Download

Distributed deployment currently only supports Linux, and does not support Windows.

Download the tool for distributed deployment: ossimport-2.3.2.tar.gz.

Download the tool to a local directory and use the command tar -zxvf ossimport-2.3.2.tar.gz -C $HOME/ossimport to unzip the files. The file structure after the unzipping is as follows:

ossimport
├── bin
│   ├── console.jar     # The JAR package of the console module
│   ├── master.jar      # The JAR package of the master module
│   ├── tracker.jar     # The JAR package of the tracker module
│   └── worker.jar      # The JAR package of the worker module
├── conf
│   ├── job.cfg         # The template of the job configuration file
│   ├── sys.properties  # Configuration file of the system running parameters
│   └── workers         # Worker list
├── console.sh          # The command line tool. Currently it only supports Linux
├── logs                # Log directory
└── README.md           # Description documentation. Read it carefully before use

Note:

  • OSS_IMPORT_HOME: The root directory of the OssImport. By default the directory is the $HOME/ossimport  in the unzip command. You can also run the command  export OSS_IMPORT_HOME=<dir> or modify the system configuration file $HOME/.bashrc to set the directory.
  • OSS_IMPORT_WORK_DIR: The OssImport working directory. You can specify the directory through the configuration item workingDir in conf/sys.properties. The recommended values is $HOME/ossimport/workdir.
  • Use absolute paths for OSS_IMPORT_HOME or OSS_IMPORT_WORK_DIR, such as  /home/<user>/ossimport or  /home/<user>/ossimport/workdir.

Configuration

The distributed version has three configuration files: conf/sys.properties, conf/job.cfg and conf/workers. For descriptions of the configuration items, see the Introduction chapter.
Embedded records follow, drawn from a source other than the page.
//! Shared fixtures for the bayesprot integration and property tests.

use bayesprot_core::config::InferenceConfig;
use bayesprot_core::evidence::ident::{
    PeptideHit, PeptideIdentification, ProteinHit, ProteinIdentification,
};

/// Target proteins with the given accessions.
pub fn proteins(accessions: &[&str]) -> ProteinIdentification {
    ProteinIdentification::with_hits(accessions.iter().map(|a| ProteinHit::new(*a)).collect())
}

/// A spectrum with a single PSM.
pub fn spectrum(sequence: &str, score: f64, accessions: &[&str]) -> PeptideIdentification {
    PeptideIdentification::with_hits(vec![PeptideHit::new(
        sequence,
        score,
        accessions.iter().copied(),
    )])
}

/// Fixed hyperparameters (no grid search) and tight, undampened message passing.
pub fn fixed_config(alpha: f64, beta: f64, gamma: f64) -> InferenceConfig {
    let mut config = InferenceConfig::default();
    config.model_parameters.pep_emission = alpha;
    config.model_parameters.pep_spurious_emission = beta;
    config.model_parameters.prot_prior = gamma;
    config.loopy_belief_propagation.dampening_lambda = 0.0;
    config.loopy_belief_propagation.convergence_threshold = 1e-12;
    config
}

/// Exact posterior of a protein with one PSM of score `score` and one peptide evidence.
pub fn closed_form(alpha: f64, beta: f64, gamma: f64, pep_prior: f64, score: f64) -> f64 {
    let emission = |absent: f64| {
        (1.0 - score) * (1.0 - pep_prior) * absent + score * pep_prior * (1.0 - absent)
    };
    let present = gamma * emission((1.0 - beta) * (1.0 - alpha));
    let absent = (1.0 - gamma) * emission(1.0 - beta);
    present / (present + absent)
}

pub fn assert_close(actual: f64, expected: f64, tol: f64, label: &str) {
    assert!(
        (actual - expected).abs() <= tol,
        "{} mismatch: expected {:.15}, got {:.15}, diff={:.3e}",
        label,
        expected,
        actual,
        (actual - expected).abs()
    );
}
  • conf/job.cfg: The configuration file template for the job in distributed mode. Modify the values according to the actual parameters before data migration.
  • conf/sys.properties: The configuration file for the system run parameters, such as the working directory and the worker running parameters
  • conf/workers: The worker list.

Note:

  • Confirm the parameters in sys.properties and job.cfg before submitting the job.  The parameters in the job are not allowed to be changed after the job is submitted.
  • Determine the worker list workers before starting the service. After the service is started, workers are not allowed to be added or deleted.

Running

  • Run commands

    In distributed deployment, the general steps for job execution are as follows:

    • Modify the job configuration file.
    • Deploy the service.

      Run bash console.sh deploy in Linux.

      Note
      Make sure the configuration files Conf/job. cfg and CONF/workers have been modified before deployment.
    • Clear jobs of the same name.

      If you ran a job of the same name before and want to run the job again, clear the job with the same name first. If you have never run the job or you want to retry a failed job, do not run the clear command. Run  bash console.sh clean job_name in Linux.

    • Submit the data migration job.

      The OssImport does not support submitting jobs of the same name. If jobs with the same name exist, use the clean command to clean the job with the same name first.  To submit a job, you must specify the job configuration file. The job’s configuration file template is at  conf/job.cfg. We recommend that you modify the settings based on the template.  Run bash console.sh submit [job_cfg_file] in Linux and submit the job with the configuration file job_cfg_file.  The job_cfg_file  is an optional parameter. If not specified, the parameter is  $OSS_IMPORT_HOME/conf/job.cfg by default. The $OSS_IMPORT_HOME  is by default the directory where the  console.sh file is located.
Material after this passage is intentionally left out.